1 Theme for Anna 10:53
2 Crystal Voyager 9:19
3 Day-Dreaming 10:47
4 Endolphine 8:31
5 Night-Watching 7:58
6 Where the Dead Bees Fly 7:18
7 Her Smile 6:06
Syngate | CD-R AN02 (CD-R 60:53) ****
(Melodic based sequencer New Berlin School)
This is with this album that I discover the wonderful universe of Alien Nature. A musical universe which is dark and ambient with good sequencing patterns. And even if he is recognized for that, Wolfgang Barkowski amazes on this opus dedicated to his daughter Anna. Filled by a delicious tenderness, "Anna" touches us with this mixture of softness and dark ambiences. Yes the dark aspect is still present here but it doesn't dominate and has just what it needs to attract and intrigue. The whole thing is a world of wonders, a gentle sound feast where the melody are as soft as baby's skin.

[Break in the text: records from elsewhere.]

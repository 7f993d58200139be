//! Refresh generation gate.
//!
//! # Purpose
//!
//! Source callbacks complete in any order, or never. Without a gate, a
//! slow response from an earlier refresh can land after a newer refresh
//! already resolved and overwrite fresh marker state with stale data.
//! Each dispatched refresh is tagged with a monotonically increasing
//! generation; a result is accepted only while its generation is still the
//! newest dispatched.
//!
//! # Invariants
//!
//! - Generations increase by one per dispatch and are never reused.
//! - A result whose generation is older than the latest dispatch is stale.
//! - Staleness checks do not advance the gate; only dispatch does.
//! - Pure, no IO.

/// Tag carried by an in-flight refresh and its eventual results.
#[derive(Copy, Clone, Debug, PartialEq, Eq, PartialOrd, Ord)]
pub struct Generation(pub u64);

/// Result of checking a tagged result against the gate.
#[derive(Copy, Clone, Debug, PartialEq, Eq)]
pub enum Freshness {
    /// The result belongs to the newest dispatched refresh.
    Fresh,

    /// A newer refresh was dispatched after this result's; the result
    /// must be discarded. Fields carry evidence for logging.
    Stale {
        /// The newest dispatched generation.
        latest: u64,
        /// The generation carried by the rejected result.
        got: u64,
    },
}

impl Freshness {
    pub fn is_fresh(&self) -> bool {
        matches!(self, Freshness::Fresh)
    }
}

/// Monotonic counter over refresh dispatches.
///
/// Call [`dispatch`][GenerationGate::dispatch] once per user-triggered
/// refresh and attach the returned tag to every asynchronous query made on
/// its behalf. Call [`accept`][GenerationGate::accept] on each completion
/// and drop the result unless it is [`Freshness::Fresh`].
#[derive(Clone, Debug, Default)]
pub struct GenerationGate {
    latest: u64,
}

impl GenerationGate {
    pub fn new() -> Self {
        Self::default()
    }

    /// Start a new refresh: advances the gate and returns its tag.
    /// Any result still in flight for an earlier tag becomes stale.
    pub fn dispatch(&mut self) -> Generation {
        self.latest += 1;
        Generation(self.latest)
    }

    /// Check a tagged result. Does not advance the gate.
    pub fn accept(&self, gen: Generation) -> Freshness {
        if gen.0 < self.latest {
            return Freshness::Stale {
                latest: self.latest,
                got: gen.0,
            };
        }
        Freshness::Fresh
    }

    /// The newest dispatched generation, `0` before the first dispatch.
    pub fn latest(&self) -> u64 {
        self.latest
    }
}
//! Firebase Realtime Database REST source.
//!
//! The store exposes every node over REST: `GET {base_url}/{path}.json`
//! returns the node's value as JSON, or `null` when the path does not
//! exist. The tracked target writes its position as a plain string node,
//! but any present value is stringified and handed to the parser, which
//! then classifies it.

use async_trait::async_trait;
use serde_json::Value;

use crate::{RemoteError, RemotePayload, RemoteTargetSource};

pub struct FirebaseRestSource {
    base_url: String,
    client: reqwest::Client,
}

impl FirebaseRestSource {
    /// `base_url` is the database root, e.g.
    /// `https://myproject-default-rtdb.firebaseio.com`.
    pub fn new(base_url: impl Into<String>) -> Self {
        Self {
            base_url: base_url.into().trim_end_matches('/').to_string(),
            client: reqwest::Client::new(),
        }
    }

    fn node_url(&self, path: &str) -> String {
        format!("{}/{}.json", self.base_url, path.trim_matches('/'))
    }
}

#[async_trait]
impl RemoteTargetSource for FirebaseRestSource {
    fn name(&self) -> &'static str {
        "firebase-rest"
    }

    async fn fetch(&self, path: &str) -> Result<RemotePayload, RemoteError> {
        let url = self.node_url(path);

        let resp = self
            .client
            .get(&url)
            .send()
            .await
            .map_err(|e| RemoteError::Transport(e.to_string()))?;

        let status = resp.status();
        if !status.is_success() {
            return Err(RemoteError::Transport(format!("status {status}")));
        }

        let body: Value = resp
            .json()
            .await
            .map_err(|e| RemoteError::Transport(format!("invalid body: {e}")))?;

        Ok(match body {
            Value::Null => RemotePayload::Absent,
            Value::String(s) => RemotePayload::Present(s),
            // Non-string nodes are stringified; the coordinate parser
            // downstream decides whether the result is usable.
            other => RemotePayload::Present(other.to_string()),
        })
    }
}
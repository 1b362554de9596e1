use aws_sdk_ec2::Client as Ec2Client;

use crate::aws_config;
use crate::ec2::{self, Ec2Instance, Ec2Snapshot};
use crate::error::Result;

const SNAPSHOT_DESCRIPTION: &str = "Created by rustsnap";

/// Options shared by every subcommand, built once in main and passed to
/// each handler by parameter.
#[derive(Debug, Clone)]
pub struct CommandContext {
    pub profile: String,
    pub region: Option<String>,
}

impl CommandContext {
    async fn client(&self) -> Result<Ec2Client> {
        aws_config::ec2_client(&self.profile, self.region.clone()).await
    }
}

/// Rows shown per volume: everything with --all, otherwise stop after the
/// first completed snapshot. Snapshots arrive newest first, so that row is
/// the most recent finished one.
fn visible_snapshots(snapshots: &[Ec2Snapshot], all: bool) -> &[Ec2Snapshot] {
    if all {
        return snapshots;
    }
    match snapshots.iter().position(Ec2Snapshot::is_completed) {
        Some(idx) => &snapshots[..=idx],
        None => snapshots,
    }
}

pub async fn list_snapshots(
    ctx: &CommandContext,
    project: Option<&str>,
    instance: Option<&str>,
    all: bool,
) -> Result<()> {
    let client = ctx.client().await?;

    for inst in ec2::filter_instances(&client, project, instance).await? {
        for volume in ec2::volumes_for_instance(&client, &inst.id).await? {
            let snapshots = ec2::snapshots_for_volume(&client, &volume.id).await?;
            for snapshot in visible_snapshots(&snapshots, all) {
                println!(
                    "{}, {}, {}, {}, {}, {}",
                    snapshot.id,
                    volume.id,
                    inst.id,
                    snapshot.state,
                    snapshot.progress,
                    snapshot.start_time_display()
                );
            }
        }
    }
    Ok(())
}

pub async fn list_volumes(
    ctx: &CommandContext,
    project: Option<&str>,
    instance: Option<&str>,
) -> Result<()> {
    let client = ctx.client().await?;

    for inst in ec2::filter_instances(&client, project, instance).await? {
        for volume in ec2::volumes_for_instance(&client, &inst.id).await? {
            println!(
                "{}, {}, {}, {}GiB, {}",
                volume.id,
                inst.id,
                volume.state,
                volume.size_gib,
                if volume.encrypted { "Encrypted" } else { "Not Encrypted" }
            );
        }
    }
    Ok(())
}

pub async fn list_instances(
    ctx: &CommandContext,
    project: Option<&str>,
    instance: Option<&str>,
) -> Result<()> {
    let client = ctx.client().await?;

    for inst in ec2::filter_instances(&client, project, instance).await? {
        println!(
            "{}, {}, {}, {}, {}, {}",
            inst.id,
            inst.instance_type,
            inst.availability_zone,
            inst.state,
            inst.public_dns,
            inst.project().unwrap_or("<no project>")
        );
    }
    Ok(())
}

/// Snapshot every volume of every matched instance.
///
/// Stops each instance first and blocks until it is stopped; restarts it
/// afterwards only if it was running when we found it. One failing
/// instance or volume does not abort the rest of the batch.
pub async fn snapshot_instances(
    ctx: &CommandContext,
    project: Option<&str>,
    instance: Option<&str>,
    force: bool,
) -> Result<()> {
    let client = ctx.client().await?;

    for inst in ec2::filter_instances(&client, project, instance).await? {
        if !force {
            println!(
                "Snapshot of instance {} volumes declined. Use --force to create snapshots",
                inst.id
            );
            continue;
        }

        if let Err(err) = snapshot_one_instance(&client, &inst).await {
            println!("Could not snapshot {}. {}", inst.id, err);
        }
    }
    Ok(())
}

async fn snapshot_one_instance(client: &Ec2Client, instance: &Ec2Instance) -> Result<()> {
    let was_running = instance.is_running();

    println!("Stopping {} ...", instance.id);
    ec2::stop_instance(client, &instance.id).await?;
    ec2::wait_for_state(client, &instance.id, "stopped").await?;

    for volume in ec2::volumes_for_instance(client, &instance.id).await? {
        if ec2::has_pending_snapshot(client, &volume.id).await? {
            println!("  Skipping {}, snapshot already in progress", volume.id);
            continue;
        }

        println!("  Creating snapshot of {}", volume.id);
        if let Err(err) = ec2::create_snapshot(client, &volume.id, SNAPSHOT_DESCRIPTION).await {
            println!("  Could not snapshot {}. {}", volume.id, err);
        }
    }

    if was_running {
        println!("Starting {} ...", instance.id);
        ec2::start_instance(client, &instance.id).await?;
        ec2::wait_for_state(client, &instance.id, "running").await?;
    }

    println!("Job done!");
    Ok(())
}

#[derive(Debug, Clone, Copy, PartialEq, Eq)]
pub enum PowerAction {
    Stop,
    Start,
    Reboot,
}

impl PowerAction {
    fn verb(self) -> &'static str {
        match self {
            Self::Stop => "stop",
            Self::Start => "start",
            Self::Reboot => "reboot",
        }
    }

    fn gerund(self) -> &'static str {
        match self {
            Self::Stop => "Stopping",
            Self::Start => "Starting",
            Self::Reboot => "Rebooting",
        }
    }

    async fn apply(self, client: &Ec2Client, instance_id: &str) -> Result<()> {
        match self {
            Self::Stop => ec2::stop_instance(client, instance_id).await,
            Self::Start => ec2::start_instance(client, instance_id).await,
            Self::Reboot => ec2::reboot_instance(client, instance_id).await,
        }
    }
}

/// Stop, start or reboot each matched instance. Requires --force per
/// instance; a provider error on one instance is logged and the loop
/// moves on.
pub async fn power_instances(
    ctx: &CommandContext,
    action: PowerAction,
    project: Option<&str>,
    instance: Option<&str>,
    force: bool,
) -> Result<()> {
    let client = ctx.client().await?;

    for inst in ec2::filter_instances(&client, project, instance).await? {
        if !force {
            println!(
                "{} {} declined. Use --force to {}",
                action.gerund(),
                inst.id,
                action.verb()
            );
            continue;
        }

        println!("{} {}...", action.gerund(), inst.id);
        if let Err(err) = action.apply(&client, &inst.id).await {
            println!("Could not {} {}. {}", action.verb(), inst.id, err);
        }
    }
    Ok(())
}

#[cfg(test)]
mod tests {
    use super::*;
    use aws_smithy_types::DateTime;

    fn snapshot(id: &str, state: &str, secs: i64) -> Ec2Snapshot {
        Ec2Snapshot {
            id: id.to_string(),
            volume_id: "vol-0123456789abcdef0".to_string(),
            state: state.to_string(),
            progress: "100%".to_string(),
            start_time: Some(DateTime::from_secs(secs)),
        }
    }

    #[test]
    fn listing_stops_at_first_completed_snapshot() {
        let snaps = [snapshot("snap-a", "completed", 300), snapshot("snap-b", "pending", 200)];
        let shown = visible_snapshots(&snaps, false);
        assert_eq!(shown.len(), 1);
        assert_eq!(shown[0].id, "snap-a");
    }

    #[test]
    fn listing_includes_leading_pending_snapshots() {
        let snaps = [snapshot("snap-a", "pending", 300), snapshot("snap-b", "completed", 200)];
        let shown = visible_snapshots(&snaps, false);
        assert_eq!(shown.len(), 2);
    }

    #[test]
    fn listing_all_shows_everything() {
        let snaps = [
            snapshot("snap-a", "completed", 300),
            snapshot("snap-b", "completed", 200),
            snapshot("snap-c", "pending", 100),
        ];
        assert_eq!(visible_snapshots(&snaps, true).len(), 3);
    }

    #[test]
    fn listing_without_completed_shows_everything() {
        let snaps = [snapshot("snap-a", "pending", 300), snapshot("snap-b", "error", 200)];
        assert_eq!(visible_snapshots(&snaps, false).len(), 2);
    }

    #[test]
    fn power_action_wording() {
        assert_eq!(PowerAction::Stop.gerund(), "Stopping");
        assert_eq!(PowerAction::Start.verb(), "start");
        assert_eq!(PowerAction::Reboot.verb(), "reboot");
    }
}
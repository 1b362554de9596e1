use aws_config::meta::region::RegionProviderChain;
use aws_config::BehaviorVersion;
use aws_sdk_ec2::Client as Ec2Client;
use aws_types::region::Region;
use configparser::ini::Ini;
use std::path::PathBuf;

use crate::error::{Error, Result};

/// Load the SDK configuration for a named profile, with an optional region
/// override taking precedence over the profile's default region.
pub async fn configure_aws(profile: &str, region: Option<String>) -> aws_types::SdkConfig {
    let region_provider =
        RegionProviderChain::first_try(region.map(Region::new)).or_default_provider();

    aws_config::defaults(BehaviorVersion::v2024_03_28())
        .profile_name(profile)
        .region(region_provider)
        .load()
        .await
}

/// Build an EC2 client bound to the given profile's credentials.
///
/// The profile must exist in `~/.aws/credentials` or `~/.aws/config`;
/// a missing or unparseable profile aborts the whole command.
pub async fn ec2_client(profile: &str, region: Option<String>) -> Result<Ec2Client> {
    ensure_profile_exists(profile)?;

    let config = configure_aws(profile, region).await;
    tracing::debug!(profile, region = ?config.region(), "loaded AWS configuration");

    Ok(Ec2Client::new(&config))
}

fn aws_file(name: &str) -> Option<PathBuf> {
    dirs_next::home_dir().map(|home| home.join(".aws").join(name))
}

fn file_sections(path: Option<PathBuf>) -> Result<Vec<String>> {
    let Some(path) = path else {
        return Ok(Vec::new());
    };
    if !path.exists() {
        return Ok(Vec::new());
    }

    let mut ini = Ini::new_cs();
    ini.load(&path)
        .map_err(|e| Error::Credentials(format!("{}: {}", path.display(), e)))?;
    Ok(ini.sections())
}

/// Check that `profile` is configured locally before handing it to the SDK.
///
/// Credentials file sections are named `[NAME]`; the config file uses
/// `[profile NAME]` for everything except `default`.
fn ensure_profile_exists(profile: &str) -> Result<()> {
    let mut sections = file_sections(aws_file("credentials"))?;
    sections.extend(file_sections(aws_file("config"))?);

    let config_section = format!("profile {}", profile);
    if sections.iter().any(|s| s == profile || s == &config_section) {
        Ok(())
    } else {
        Err(Error::ProfileNotFound(profile.to_string()))
    }
}
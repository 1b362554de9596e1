use clap::{Parser, Subcommand};
use tracing_subscriber::EnvFilter;

use rustsnap::commands::{self, CommandContext, PowerAction};

#[derive(Parser)]
#[command(name = "rustsnap", version)]
#[command(about = "Manage EC2 instances, their volumes and their snapshots")]
struct Cli {
    /// AWS credential profile to use
    #[arg(long, global = true, default_value = "rustsnap")]
    profile: String,

    /// AWS region (defaults to the profile's region)
    #[arg(long, global = true)]
    region: Option<String>,

    #[command(subcommand)]
    command: Commands,
}

#[derive(Subcommand)]
enum Commands {
    /// Commands for snapshots
    #[command(subcommand)]
    Snapshots(SnapshotCommands),
    /// Commands for volumes
    #[command(subcommand)]
    Volumes(VolumeCommands),
    /// Commands for instances
    #[command(subcommand)]
    Instances(InstanceCommands),
}

#[derive(Subcommand)]
enum SnapshotCommands {
    /// List EC2 volume snapshots
    List {
        /// Only snapshots for project (tag Project:<name>)
        #[arg(long)]
        project: Option<String>,
        /// Only snapshots for a single instance id
        #[arg(long)]
        instance: Option<String>,
        /// List all snapshots for each volume, not just the most recent
        #[arg(long)]
        all: bool,
    },
}

#[derive(Subcommand)]
enum VolumeCommands {
    /// List EC2 volumes
    List {
        /// Only volumes for project (tag Project:<name>)
        #[arg(long)]
        project: Option<String>,
        /// Only volumes for a single instance id
        #[arg(long)]
        instance: Option<String>,
    },
}

#[derive(Subcommand)]
enum InstanceCommands {
    /// List EC2 instances
    List {
        /// Only instances for project (tag Project:<name>)
        #[arg(long)]
        project: Option<String>,
        /// Only a single instance id
        #[arg(long)]
        instance: Option<String>,
    },
    /// Create snapshots of all volumes of the matched instances
    Snapshot {
        /// Only instances for project (tag Project:<name>)
        #[arg(long)]
        project: Option<String>,
        /// Only a single instance id
        #[arg(long)]
        instance: Option<String>,
        /// Actually create the snapshots
        #[arg(long)]
        force: bool,
    },
    /// Stop EC2 instances
    Stop {
        /// Only instances for project (tag Project:<name>)
        #[arg(long)]
        project: Option<String>,
        /// Only a single instance id
        #[arg(long)]
        instance: Option<String>,
        /// Actually stop the instances
        #[arg(long)]
        force: bool,
    },
    /// Start EC2 instances
    Start {
        /// Only instances for project (tag Project:<name>)
        #[arg(long)]
        project: Option<String>,
        /// Only a single instance id
        #[arg(long)]
        instance: Option<String>,
        /// Actually start the instances
        #[arg(long)]
        force: bool,
    },
    /// Reboot EC2 instances
    Reboot {
        /// Only instances for project (tag Project:<name>)
        #[arg(long)]
        project: Option<String>,
        /// Only a single instance id
        #[arg(long)]
        instance: Option<String>,
        /// Actually reboot the instances
        #[arg(long)]
        force: bool,
    },
}

#[tokio::main]
async fn main() -> anyhow::Result<()> {
    tracing_subscriber::fmt()
        .with_env_filter(EnvFilter::from_default_env())
        .with_writer(std::io::stderr)
        .init();

    let cli = Cli::parse();
    let ctx = CommandContext {
        profile: cli.profile,
        region: cli.region,
    };

    match cli.command {
        Commands::Snapshots(SnapshotCommands::List { project, instance, all }) => {
            commands::list_snapshots(&ctx, project.as_deref(), instance.as_deref(), all).await?;
        }
        Commands::Volumes(VolumeCommands::List { project, instance }) => {
            commands::list_volumes(&ctx, project.as_deref(), instance.as_deref()).await?;
        }
        Commands::Instances(InstanceCommands::List { project, instance }) => {
            commands::list_instances(&ctx, project.as_deref(), instance.as_deref()).await?;
        }
        Commands::Instances(InstanceCommands::Snapshot { project, instance, force }) => {
            commands::snapshot_instances(&ctx, project.as_deref(), instance.as_deref(), force)
                .await?;
        }
        Commands::Instances(InstanceCommands::Stop { project, instance, force }) => {
            commands::power_instances(
                &ctx,
                PowerAction::Stop,
                project.as_deref(),
                instance.as_deref(),
                force,
            )
            .await?;
        }
        Commands::Instances(InstanceCommands::Start { project, instance, force }) => {
            commands::power_instances(
                &ctx,
                PowerAction::Start,
                project.as_deref(),
                instance.as_deref(),
                force,
            )
            .await?;
        }
        Commands::Instances(InstanceCommands::Reboot { project, instance, force }) => {
            commands::power_instances(
                &ctx,
                PowerAction::Reboot,
                project.as_deref(),
                instance.as_deref(),
                force,
            )
            .await?;
        }
    }

    Ok(())
}
use std::io::{self, Write};
use std::marker::PhantomData;
use std::sync::Arc;
use std::sync::atomic::{AtomicU64, Ordering};
use std::time::{Duration, SystemTime};

use tracing::subscriber::Interest;
use tracing::{Event, Metadata, Subscriber, span};
use tracing_subscriber::Layer;
use tracing_subscriber::filter::EnvFilter;
use tracing_subscriber::fmt::format::{DefaultFields, Format, Full};
use tracing_subscriber::fmt::{self, FormatEvent, FormatFields, MakeWriter};
use tracing_subscriber::layer::Context;
use tracing_subscriber::registry::LookupSpan;

use crate::capture::Capture;
use crate::key::KeyBuffers;
use crate::severity::Severity;
use crate::table::Counters;

#[derive(Default)]
struct StatsInner {
    received: AtomicU64,
    sampled: AtomicU64,
    dropped: AtomicU64,
}

/// Counters tracking how many events were processed by the layer.
///
/// All counts are cumulative since layer creation. Clones share the same
/// counters.
#[derive(Clone, Default)]
pub struct Stats(Arc<StatsInner>);

impl Stats {
    pub(crate) fn new() -> Self {
        Self::default()
    }

    /// Events that passed the filter and were counted.
    pub fn received(&self) -> u64 {
        self.0.received.load(Ordering::Relaxed)
    }

    /// Events that were written out.
    pub fn sampled(&self) -> u64 {
        self.0.sampled.load(Ordering::Relaxed)
    }

    /// Events suppressed because their bucket was over the threshold.
    pub fn dropped(&self) -> u64 {
        self.0.dropped.load(Ordering::Relaxed)
    }
}

impl std::fmt::Debug for Stats {
    fn fmt(&self, f: &mut std::fmt::Formatter<'_>) -> std::fmt::Result {
        f.debug_struct("Stats")
            .field("received", &self.received())
            .field("sampled", &self.sampled())
            .field("dropped", &self.dropped())
            .finish()
    }
}

/// A [`tracing_subscriber::Layer`] that keeps the first `threshold` events
/// per level and message in each tick, and a random `rate` of the rest.
///
/// Construct via [`SamplingLayer::builder()`](crate::SamplingLayerBuilder).
pub struct SamplingLayer<S, N = DefaultFields, E = Format<Full>, W = fn() -> io::Stderr> {
    pub(crate) filter: EnvFilter,
    pub(crate) counters: Counters,
    pub(crate) tick: Duration,
    pub(crate) threshold: u64,
    pub(crate) rate: f64,
    pub(crate) keys: KeyBuffers,
    pub(crate) writer: W,
    pub(crate) fmt_layer: fmt::Layer<S, N, E, Capture>,
    pub(crate) stats: Stats,
    pub(crate) _subscriber: PhantomData<fn(S)>,
}

impl<S, N, E, W> SamplingLayer<S, N, E, W> {
    fn keep(&self, occurrences: u64) -> bool {
        occurrences <= self.threshold || (self.rate > 0.0 && fastrand::f64() < self.rate)
    }
}

impl<S, N, E, W> Layer<S> for SamplingLayer<S, N, E, W>
where
    S: Subscriber + for<'a> LookupSpan<'a>,
    N: for<'writer> FormatFields<'writer> + 'static,
    E: FormatEvent<S, N> + 'static,
    W: for<'a> MakeWriter<'a> + 'static,
{
    fn register_callsite(&self, meta: &'static Metadata<'static>) -> Interest {
        let interest = <EnvFilter as Layer<S>>::register_callsite(&self.filter, meta);
        if interest.is_never() {
            return interest;
        }
        Interest::sometimes()
    }

    fn enabled(&self, meta: &Metadata<'_>, ctx: Context<'_, S>) -> bool {
        <EnvFilter as Layer<S>>::enabled(&self.filter, meta, ctx)
    }

    fn on_new_span(&self, attrs: &span::Attributes<'_>, id: &span::Id, ctx: Context<'_, S>) {
        self.fmt_layer.on_new_span(attrs, id, ctx);
    }

    fn on_record(&self, id: &span::Id, values: &span::Record<'_>, ctx: Context<'_, S>) {
        self.fmt_layer.on_record(id, values, ctx);
    }

    fn on_enter(&self, id: &span::Id, ctx: Context<'_, S>) {
        self.fmt_layer.on_enter(id, ctx);
    }

    fn on_exit(&self, id: &span::Id, ctx: Context<'_, S>) {
        self.fmt_layer.on_exit(id, ctx);
    }

    fn on_close(&self, id: span::Id, ctx: Context<'_, S>) {
        self.fmt_layer.on_close(id, ctx);
    }

    fn on_event(&self, event: &Event<'_>, ctx: Context<'_, S>) {
        let stats = &self.stats.0;
        stats.received.fetch_add(1, Ordering::Relaxed);

        let severity = Severity::from(event.metadata().level());
        let occurrences = self.keys.with_key(event, |key| {
            self.counters
                .get(severity, key)
                .increment(SystemTime::now(), self.tick)
        });

        if !self.keep(occurrences) {
            stats.dropped.fetch_add(1, Ordering::Relaxed);
            return;
        }

        self.fmt_layer.on_event(event, ctx);
        self.fmt_layer.writer().drain_with(|line| {
            let _ = self.writer.make_writer().write_all(line);
        });
        stats.sampled.fetch_add(1, Ordering::Relaxed);
    }
}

A piano crosses a wave of aqua-spatial sound effects to roll up its melody with a nostalgic fingering. It's a graceful opening that fills our ears when a sequencer comes knocking this fragile balance of softness when "Theme for Anna" spins with heaviness along a hatched sequenced line. The synths fly over this introductory track with beautiful solos which arrive from everywhere, cherishing a nervous rhythm hacked by the short breaks of a romantic piano. At high volume the effect is great especially when the synths fall to wrap the hybrid approach of "Theme for Anna". The solos are beautiful and fluid. They fly with grace on a heavy sequencing pattern which knocks with strength. Simply exquisite! "Crystal Voyager" arches on a sequence which spins with hopping its keys on a sequenced pulsation. The movement is ambivalent. Trying more to exploit its tones and to create a world of sound fusions, "Crystal Voyager" doesn't really take off. It's rather a static track which modulates some shorts and beautiful melodies on an irregular rhythm. It's rather nice. "Day-Dreaming" continues with the undulating and heavy sequencer patterns. This time the rhythm is steadier and grows among sound effects, as vocal as noisy, while that the melodic outline is quite fluid with a synth with form-hugging strata and curly solos. This is another nice track which lowers its tone while reaching its finale.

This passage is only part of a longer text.